Did you find evidence linking student suspensions to weaker academic performance?
Our study finds that out-of-school suspensions have a negative effect on student achievement for students suspended for any infraction, including for non-violent or what we call classroom disorder infractions. These included using profanity or general classroom disruption. We also find that the effect on achievement is concentrated in the academic year of the suspension. We find no evidence that a suspension in the prior school year has any adverse consequence for the academic achievement of suspended students in the current year.
How do you measure that impact?
We looked at two outcomes. We looked at achievement, and then we looked at student absences or attendance. What we find specifically is suspensions for any reason are tied to lower scores in math and English language arts tests and that the negative effect increases with each additional day of suspension. The impact varies depending on the age of the student.
What about attendance?
We find some evidence that suspension has a negative effect on school attendance, particularly for younger students, grades 3 through 5. But we’re not talking about many missed days. We also find that students suspended for classroom disorder infractions are significantly more likely to receive a suspension in the subsequent school year.
You also look at how the suspensions impact peers in the classroom.
What we find is that for students in grades where there are more serious misconduct coupled with a higher rate of suspension, student achievement is lower. What we also find is that there is no strong evidence that exposure to low-level, classroom-disorder misconduct has any association with peer achievement. This again suggests that a policy where we suspend, at high rates, kids for low-level misconduct is not defensible.
How is your study different from past research?
The literature goes back 15, 20 years already, where researchers have looked at the association between receiving an out-of-school suspension and student achievement. That research has compared students in the same school who did and did not receive suspensions, and the achievement consequences.
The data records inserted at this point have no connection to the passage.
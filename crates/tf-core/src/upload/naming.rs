//! File naming rules for uploads.
//!
//! The upload service is picky about names, and clipboard temp files often
//! arrive without an extension (`Image (1920×1080)`), so names go through
//! extension inference and then sanitization.

use std::path::Path;

use once_cell::sync::Lazy;
use regex::Regex;

static MULTIPLICATION_SIGNS: Lazy<Regex> =
    Lazy::new(|| Regex::new("[×✕✖]").expect("multiplication sign pattern"));
static BRACKETS: Lazy<Regex> =
    Lazy::new(|| Regex::new(r"[()\[\]{}]").expect("bracket pattern"));
static WHITESPACE_RUNS: Lazy<Regex> =
    Lazy::new(|| Regex::new(r"\s+").expect("whitespace pattern"));
static UNSAFE_CHARS: Lazy<Regex> =
    Lazy::new(|| Regex::new(r"[^a-zA-Z0-9._-]").expect("unsafe char pattern"));
static UNDERSCORE_RUNS: Lazy<Regex> =
    Lazy::new(|| Regex::new(r"_+").expect("underscore pattern"));

const FALLBACK_STEM: &str = "upload";

/// Image formats recognised from their leading bytes.
#[derive(Debug, Clone, Copy, PartialEq, Eq)]
pub enum ImageKind {
    Png,
    Jpeg,
}

impl ImageKind {
    pub fn extension(&self) -> &'static str {
        match self {
            ImageKind::Png => ".png",
            ImageKind::Jpeg => ".jpg",
        }
    }

    /// Whether `name` already carries an extension for this format.
    pub fn matches_name(&self, name: &str) -> bool {
        let lower = name.to_ascii_lowercase();
        match self {
            ImageKind::Png => lower.ends_with(".png"),
            ImageKind::Jpeg => lower.ends_with(".jpg") || lower.ends_with(".jpeg"),
        }
    }
}

/// Detect PNG (`89 50 4E 47`) or JPEG (`FF D8 FF`) content.
pub fn sniff_image_kind(bytes: &[u8]) -> Option<ImageKind> {
    match bytes {
        [0x89, 0x50, 0x4E, 0x47, ..] => Some(ImageKind::Png),
        [0xFF, 0xD8, 0xFF, ..] => Some(ImageKind::Jpeg),
        _ => None,
    }
}

/// Names the OS gives to images pasted from the clipboard, e.g. `Image (1920×1080)`.
pub fn is_clipboard_placeholder(name: &str) -> bool {
    name.starts_with("Image") && name.contains('(')
}

fn has_extension(name: &str) -> bool {
    Path::new(name).extension().is_some()
}

/// Make `name` safe for the upload service.
///
/// Multiplication signs become `x`, brackets are dropped, whitespace runs
/// become one underscore, anything outside `[A-Za-z0-9._-]` is removed, and
/// underscores are collapsed and trimmed.
pub fn sanitize_file_name(name: &str) -> String {
    let original_starts_with_dot = name.starts_with('.');

    let name = MULTIPLICATION_SIGNS.replace_all(name, "x");
    let name = BRACKETS.replace_all(&name, "");
    let name = WHITESPACE_RUNS.replace_all(&name, "_");
    let name = UNSAFE_CHARS.replace_all(&name, "");
    let name = UNDERSCORE_RUNS.replace_all(&name, "_");
    let name = name.trim_matches('_');

    if name.chars().all(|c| c == '.') {
        return FALLBACK_STEM.to_string();
    }
    // Everything before the extension was stripped, e.g. "图片.png".
    if name.starts_with('.') && !original_starts_with_dot {
        return format!("{FALLBACK_STEM}{name}");
    }
    name.to_string()
}

/// Final upload name for a file taken from the clipboard.
///
/// Extensionless files and clipboard placeholders get an extension inferred
/// from their content (`.png` when nothing matches and there was none).
pub fn upload_file_name(original: &str, bytes: &[u8]) -> String {
    let has_ext = has_extension(original);
    let mut name = original.to_string();

    if !has_ext || is_clipboard_placeholder(original) {
        match sniff_image_kind(bytes) {
            Some(kind) => {
                if !kind.matches_name(&name) {
                    name.push_str(kind.extension());
                }
            }
            None if !has_ext => name.push_str(ImageKind::Png.extension()),
            None => {}
        }
    }

    sanitize_file_name(&name)
}

/// Name for an uploaded text snippet.
pub fn snippet_file_name(unix_ms: i64) -> String {
    format!("snippet_{unix_ms}.txt")
}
What we were able to do was compare students’ achievement to their records in other years when they weren’t as likely to be suspended.
While we find significant adverse effects on student achievement, the magnitude of this effect is substantially smaller than what has been found in prior research and suggests that student-level factors that are typically unobserved by researchers—such as student motivation, ability, etc.—are correlated with both the likelihood a student receives a suspension and a student’s academic achievement.
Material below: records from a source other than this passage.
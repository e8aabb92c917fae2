use thiserror::Error;

#[derive(Debug, Error)]
pub enum AppDirsError {
    #[error("system config directory unavailable")]
    ConfigDirUnavailable,

    #[error("system data-local directory unavailable")]
    DataLocalDirUnavailable,
}
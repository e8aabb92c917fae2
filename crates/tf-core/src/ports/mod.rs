//! Port interfaces for the application layer
//!
//! Ports define the contract between the upload pipeline and the
//! infrastructure/platform implementations, so the pipeline never reaches
//! into host-specific primitives directly.

pub mod app_dirs;
mod clipboard;
mod clock;
pub mod errors;
mod file_system;
mod notifier;
mod progress;
mod qr;
mod timer;
mod transport;

pub use app_dirs::AppDirsPort;
pub use clipboard::ClipboardPort;
pub use clock::ClockPort;
pub use errors::AppDirsError;
pub use file_system::{FileStat, FileSystemPort};
pub use notifier::{Notification, NotificationKind, NotifierPort};
pub use progress::UploadProgressPort;
pub use qr::QrRendererPort;
pub use timer::ElapsedTimerPort;
pub use transport::UploadTransportPort;
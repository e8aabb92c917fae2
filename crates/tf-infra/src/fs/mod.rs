pub mod local_fs;

pub use local_fs::TokioFileSystem;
How can you tell that the suspensions are causing weaker performance versus the weaker performers are acting out and being suspended?
The direction of causality as you’ve identified it is always an important issue that researchers must address. What we’re doing is relying on a comparison of achievement changes within the same students. We’re basically asking, for the same student who received a suspension in one year and not in another year, how did his/her achievement differ?
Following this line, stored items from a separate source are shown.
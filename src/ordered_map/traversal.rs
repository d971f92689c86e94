use super::OrderedMap;
use crate::error::{MapError, Result};
use crate::linked_list::NodeHandle;

/// A position in an [`OrderedMap`]'s order which doesn't borrow the map.
///
/// Made by [`OrderedMap::traversal`]. Each step takes the map it came from
/// and fails with [`MapError::IteratorInvalidated`] if the map's structure
/// changed since the traversal started. Stepping with a different map is a
/// logic error; it won't panic, but the results are meaningless.
#[derive(Debug, Clone)]
pub struct Traversal {
    front: Option<NodeHandle>,
    back: Option<NodeHandle>,
    remaining: usize,
    version: u64,
}

impl Traversal {
    pub(super) fn new<K, V, S>(map: &OrderedMap<K, V, S>) -> Self {
        Self {
            front: map.entries.front(),
            back: map.entries.back(),
            remaining: map.len(),
            version: map.version,
        }
    }

    /// Steps forward, yielding the next entry from the front.
    pub fn next<'m, K, V, S>(
        &mut self,
        map: &'m OrderedMap<K, V, S>,
    ) -> Result<Option<(&'m K, &'m V)>> {
        self.check(map)?;
        if self.remaining == 0 {
            return Ok(None);
        }
        let Some(node) = self.front else {
            return Ok(None);
        };

        let entry = map.entries.get(node).ok_or(MapError::IteratorInvalidated)?;
        self.front = map.entries.next(node);
        self.remaining -= 1;

        Ok(Some((&entry.key, &entry.value)))
    }

    /// Steps backward, yielding the next entry from the back.
    pub fn next_back<'m, K, V, S>(
        &mut self,
        map: &'m OrderedMap<K, V, S>,
    ) -> Result<Option<(&'m K, &'m V)>> {
        self.check(map)?;
        if self.remaining == 0 {
            return Ok(None);
        }
        let Some(node) = self.back else {
            return Ok(None);
        };

        let entry = map.entries.get(node).ok_or(MapError::IteratorInvalidated)?;
        self.back = map.entries.prev(node);
        self.remaining -= 1;

        Ok(Some((&entry.key, &entry.value)))
    }

    /// Entries not yet visited from either end.
    pub fn remaining(&self) -> usize {
        self.remaining
    }

    fn check<K, V, S>(&self, map: &OrderedMap<K, V, S>) -> Result<()> {
        if map.version == self.version {
            Ok(())
        } else {
            log::trace!(
                "traversal started at version {} stepped at version {}",
                self.version,
                map.version
            );
            Err(MapError::IteratorInvalidated)
        }
    }
}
You could imagine that, on average, students who receive suspensions are much lower-performing (which is what we find in Philadelphia and has been found elsewhere) than students who do not receive suspensions. But the question is, have we accounted for all the factors that may be related to both receiving a suspension and a student’s achievement trajectory so that we can isolate the effect of just receiving the suspension? And we believe we have.
We also then rely on the change in Philadelphia’s district-wide discipline policy reform beginning of the 2012-13 school year.
Let’s imagine a student misbehaved in the 2011-12 school year. That was the year before the reform. Then the student misbehaved in the same way, let’s say, using profanity in the classroom, in the 2012-13 year. The only thing that would change is that in the 12-13 year, the probability that this student would get suspended for profanity should go down.
In Philadelphia, did the discipline reform stop schools from suspending students for classroom disorder infractions?
In the 2011-12 school year, 25 percent of all suspension in Philadelphia were for either classroom disruption or the use of profanity, In the 2012-13 year, after the reform, the percentage of suspensions due to these infractions went down to 15 percent, and then 2013-14, they went down to 12 percent. So while some schools eliminated suspensions for these two forms of low-level, non-violent conduct, many schools in Philadelphia either did not comply or, in some cases, actually increased the use of these suspensions.
Why was that happening?
The schools that were not complying were, as one might expect, the schools that served the most academically and the most economically disadvantaged kids in Philadelphia.
These schools were probably overwhelmed. Just saying you’re not going to suspend these kids doesn’t make the conduct go away. You need to have an alternative. But the district did not provide any support or resources to address the underlying student behavioral issue that were leading to the high rates of suspension.
That seem like an important part of this work.
That is the part of the policy conversation that is typically ignored. Instead of focusing on whether or not we should institute a consequence for student misbehavior, we also need to address the underlying issues. Johanna and I argue that in light of the fact that suspension caused negative consequences for student achievement, we need to also think about what we can do to improve students’ behavior before it reaches the point of schools having to suspend them.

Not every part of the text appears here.